Seguí a la joven sin hogar y descubrí su desgarradora mentira
Un encuentro bajo las farolas de Madrid
La noche madrileña caía con un frío implacable que congelaba el aliento de los pocos transeúntes que aún caminaban por el centro. Andrés, un exitoso empresario de cuarenta y dos años, caminaba con paso firme, refugiado en su elegante traje de raya diplomática. Tenía todo lo que el dinero podía comprar, pero su vida carecía de un propósito real. Todo cambió la noche en que sus ojos se cruzaron con los de Mara.
Mara era una joven de apenas diecinueve años, de mirada profunda y un cabello pelirrojo alborotado que contrastaba con la palidez de su rostro. Llevaba un abrigo desgastado que le quedaba demasiado grande y una perenne mancha de hollín en la nariz. No pedía limosna; simplemente observaba el ir y venir de la gente con una dignidad inquebrantable. Conmovido por su silenciosa resistencia, Andrés decidió comprarle una cena caliente en un restaurante cercano.

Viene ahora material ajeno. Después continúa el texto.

// src/stream_server.rs

use crate::config::ServerConfig;
use crate::error::MediaError;
use crate::file_utils::resolve_within;
use crate::media_kind::MediaKind;
use crate::page::{render_landing, LandingPage};
use crate::picker::pick;
use actix_files::NamedFile;
use actix_web::{middleware, web, App, HttpRequest, HttpResponse, HttpServer};
use log::{error, warn};
use std::io::ErrorKind as IoErrorKind;
use std::path::Path;

/// Runs both pickers and checks for the logo. Blocking: call through `web::block`.
fn build_landing(config: &ServerConfig) -> Result<LandingPage, MediaError> {
    let mut page = LandingPage::default();
    for kind in [MediaKind::Video, MediaKind::Audio] {
        let selection = pick(config.media_dir(kind), config.suffixes(kind)).inspect_err(|e| {
            error!("Cannot pick {:?} media: {}", kind, e);
        })?;
        match kind {
            MediaKind::Video => page.video = selection,
            MediaKind::Audio => page.audio = selection,
        }
    }

    // The logo is advisory; a missing file just leaves it off the page.
    page.logo = config
        .logo_file
        .as_deref()
        .filter(|logo| logo.is_file())
        .and_then(|logo| logo.file_name())
        .map(|name| name.to_string_lossy().into_owned());

    Ok(page)
}

/// HTTP handler for `/`. Picks a fresh video and audio track per request.
async fn index(config: web::Data<ServerConfig>) -> Result<HttpResponse, MediaError> {
    let config = config.into_inner();
    let page = web::block(move || build_landing(&config))
        .await
        .map_err(|_| MediaError::Blocking)??;

    Ok(HttpResponse::Ok()
        .content_type("text/html; charset=utf-8")
        .body(render_landing(&page)))
}
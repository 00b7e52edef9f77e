// src/diagnostics.rs

use crate::config::ServerConfig;
use crate::file_utils::find_media_files;
use crate::media_kind::MediaKind;
use chrono::{DateTime, Local};
use log::error;
use serde::Serialize;
use std::{fs, path::Path};

/// What the `check` subcommand knows about a single path.
#[derive(Serialize, Debug, Clone, PartialEq)]
pub struct FileReport {
    pub path: String,
    pub exists: bool,
    pub is_dir: bool,
    pub size_bytes: Option<u64>,
    /// Permission bits in octal, e.g. "644". Unix only.
    pub permissions: Option<String>,
    pub mime_type: Option<String>,
    pub modified: Option<String>,
}

#[cfg(unix)]
fn permission_bits(metadata: &fs::Metadata) -> Option<String> {
    use std::os::unix::fs::PermissionsExt;
    Some(format!("{:o}", metadata.permissions().mode() & 0o777))
}

#[cfg(not(unix))]
fn permission_bits(_metadata: &fs::Metadata) -> Option<String> {
    None
}

/// Collects existence, size, permissions, guessed type and mtime of `path`.
/// A missing path is reported, not treated as an error.
pub fn inspect_path(path: &Path) -> FileReport {
    let mut report = FileReport {
        path: path.display().to_string(),
        exists: false,
        is_dir: false,
        size_bytes: None,
        permissions: None,
        mime_type: None,
        modified: None,
    };

    let Ok(metadata) = fs::metadata(path) else {
        return report;
    };

    report.exists = true;
    report.is_dir = metadata.is_dir();
    report.permissions = permission_bits(&metadata);
    report.modified = metadata.modified().ok().map(|time| {
        DateTime::<Local>::from(time)
            .format("%Y-%m-%d %H:%M:%S")
            .to_string()
    });
    if !report.is_dir {
        report.size_bytes = Some(metadata.len());
        report.mime_type = mime_guess::from_path(path)
            .first()
            .map(|mime| mime.essence_str().to_string());
    }
    report
}

/// Result of checking every configured media location.
#[derive(Serialize, Debug, Clone, Default)]
pub struct LibraryReport {
    pub entries: Vec<FileReport>,
    /// True when every media directory could be listed.
    pub healthy: bool,
}

/// Inspects both media directories, every eligible file inside them and the logo.
pub fn check_library(config: &ServerConfig) -> LibraryReport {
    let mut report = LibraryReport {
        entries: Vec::new(),
        healthy: true,
    };

    for kind in [MediaKind::Video, MediaKind::Audio] {
        let dir = config.media_dir(kind);
        let dir_report = inspect_path(dir);
        let listable = dir_report.exists && dir_report.is_dir;
        report.entries.push(dir_report);

        if !listable {
            report.healthy = false;
            continue;
        }
        match find_media_files(dir, config.suffixes(kind)) {
            Ok(mut files) => {
                files.sort();
                report
                    .entries
                    .extend(files.iter().map(|name| inspect_path(&dir.join(name))));
            }
            Err(e) => {
                error!("{}", e);
                report.healthy = false;
            }
        }
    }

    if let Some(logo) = &config.logo_file {
        report.entries.push(inspect_path(logo));
    }
    report
}

/// One human-readable line per entry.
pub fn format_report(report: &LibraryReport) -> String {
    let mut out = String::new();
    for entry in &report.entries {
        if !entry.exists {
            out.push_str(&format!("MISSING  {}\n", entry.path));
            continue;
        }
        let kind = if entry.is_dir { "DIR" } else { "FILE" };
        out.push_str(&format!(
            "{:<8} {} | size: {} | permissions: {} | type: {} | modified: {}\n",
            kind,
            entry.path,
            entry
                .size_bytes
                .map_or_else(|| "-".to_string(), |s| format!("{} bytes", s)),
            entry.permissions.as_deref().unwrap_or("-"),
            entry.mime_type.as_deref().unwrap_or("-"),
            entry.modified.as_deref().unwrap_or("-"),
        ));
    }
    out
}
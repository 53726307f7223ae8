//! Per-query retrieval decisions and prompt assembly.

use std::future::Future;
use std::sync::Arc;
use std::time::Duration;

use crate::error::{EmbeddingError, QueryError, VectorStoreError};
use crate::models::{
    Mode, Prompt, QueryContext, RetrievalResult, RetrievalScope, RetrievedChunk,
};
use crate::services::embedding::EmbeddingProvider;
use crate::services::vector_store::VectorStore;

const CONTEXT_PREAMBLE: &str = "Use the following context to answer:";
const CONTEXT_SEPARATOR: &str = "\n\n";

/// Decides whether a turn gets document context and builds the prompt.
///
/// Holds no per-query state, so one instance serves concurrent requests.
#[derive(Clone)]
pub struct RetrievalOrchestrator {
    embedder: Arc<dyn EmbeddingProvider>,
    store: Arc<dyn VectorStore>,
    timeout: Option<Duration>,
}

impl RetrievalOrchestrator {
    pub fn new(embedder: Arc<dyn EmbeddingProvider>, store: Arc<dyn VectorStore>) -> Self {
        Self {
            embedder,
            store,
            timeout: None,
        }
    }

    /// Bound each embedding and search call.
    #[must_use]
    pub fn with_timeout(mut self, timeout: Option<Duration>) -> Self {
        self.timeout = timeout;
        self
    }

    pub async fn handle_query(
        &self,
        ctx: &QueryContext,
        scope: &RetrievalScope,
    ) -> Result<(Prompt, RetrievalResult), QueryError> {
        let general = general_prompt(ctx)?;
        let query = general.user.as_str();

        if ctx.mode == Mode::General {
            return Ok((general, RetrievalResult::skipped()));
        }

        let vector = self
            .bounded(self.embedder.embed_query(query), EmbeddingError::Timeout)
            .await
            .map_err(QueryError::EmbeddingUnavailable)?;

        self.check_collection(&scope.collection).await?;

        let hits = self
            .bounded(
                self.store.search(
                    &scope.collection,
                    vector,
                    u64::from(scope.top_k),
                    scope.min_score,
                ),
                VectorStoreError::Timeout,
            )
            .await
            .map_err(retrieval_error)?;

        let hits = select_hits(hits, scope);

        if hits.is_empty() {
            tracing::info!(collection = %scope.collection, "no relevant context, answering without it");
            return Ok((general, RetrievalResult::no_context()));
        }

        tracing::debug!(
            collection = %scope.collection,
            hits = hits.len(),
            top_score = hits[0].score,
            "retrieved context"
        );

        let prompt = Prompt {
            system: ctx.system_message.clone(),
            user: build_context_prompt(&hits, query),
        };
        Ok((prompt, RetrievalResult::found(hits)))
    }

    /// Vectors from a different model are not comparable, even at equal dimension.
    async fn check_collection(&self, collection: &str) -> Result<(), QueryError> {
        let info = self
            .bounded(
                self.store.collection_info(collection),
                VectorStoreError::Timeout,
            )
            .await
            .map_err(retrieval_error)?
            .ok_or_else(|| QueryError::CollectionNotFound(collection.to_string()))?;

        let actual = self.embedder.model_id();
        match info.embedding_model {
            Some(expected) if expected != actual => Err(QueryError::EmbeddingModelMismatch {
                collection: collection.to_string(),
                expected,
                actual: actual.to_string(),
            }),
            _ => Ok(()),
        }
    }

    async fn bounded<T, E, F>(&self, call: F, on_timeout: E) -> Result<T, E>
    where
        F: Future<Output = Result<T, E>>,
    {
        match self.timeout {
            Some(limit) => tokio::time::timeout(limit, call)
                .await
                .unwrap_or(Err(on_timeout)),
            None => call.await,
        }
    }
}

fn retrieval_error(error: VectorStoreError) -> QueryError {
    match error {
        VectorStoreError::CollectionNotFound(name) => QueryError::CollectionNotFound(name),
        other => QueryError::RetrievalUnavailable(other),
    }
}

/// The prompt for a turn answered without document context.
pub fn general_prompt(ctx: &QueryContext) -> Result<Prompt, QueryError> {
    let query = ctx.raw_query.trim();
    if query.is_empty() {
        return Err(QueryError::InvalidQuery);
    }
    Ok(Prompt {
        system: ctx.system_message.clone(),
        user: query.to_string(),
    })
}

/// Apply the scope's floor and limit regardless of what the store honoured,
/// keeping the most similar (and, on ties, earliest inserted) hits.
fn select_hits(mut hits: Vec<RetrievedChunk>, scope: &RetrievalScope) -> Vec<RetrievedChunk> {
    if let Some(min) = scope.min_score {
        hits.retain(|h| h.score >= min);
    }
    crate::services::vector_store::rank(&mut hits);
    hits.truncate(scope.top_k as usize);
    hits
}

pub fn build_context_prompt(hits: &[RetrievedChunk], query: &str) -> String {
    let context = hits
        .iter()
        .map(|h| h.text.as_str())
        .collect::<Vec<_>>()
        .join(CONTEXT_SEPARATOR);
    format!("{CONTEXT_PREAMBLE}\n\n{context}\n\nQuestion: {query}")
}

—Gracias, señor —susurró Mara, aferrando el envase blanco de comida caliente como si fuera un tesoro invaluable.
—De nada, abrígate bien —respondió Andrés con una sonrisa cálida.
Sin embargo, algo en la actitud de la joven despertó la inquietud del empresario. A pesar de recibir comida abundante cada noche, Mara lucía cada vez más delgada y demacrada. ¿Por qué nunca comía frente a él? Decidido a descubrir la verdad, Andrés decidió seguirla en silencio a través de los callejones oscuros del barrio de Lavapiés.
El camino lo llevó hasta un edificio abandonado y frío. Al mirar por la rendija de una puerta destartalada, el corazón de Andrés se encogió. Mara no estaba sola. En la habitación, tres niños pequeños tiritaban bajo mantas viejas junto a una mujer anciana y enferma, Helena. Mara, con una sonrisa forzada pero llena de amor, comenzó a repartir la comida entre sus hermanos.
—Come tú, mamá. Yo ya cené en el colegio —mintió Mara con dulzura, entregándole la última ración a Helena.
Desde la penumbra del pasillo, Andrés contempló la escena con lágrimas en los ojos, comprendiendo el desgarrador sacrificio de la joven. "Eso es mentira", susurró para sí mismo, con el alma rota ante tanta nobleza.
”"Eso es mentira", susurró para sí mismo, con el alma rota ante tanta nobleza.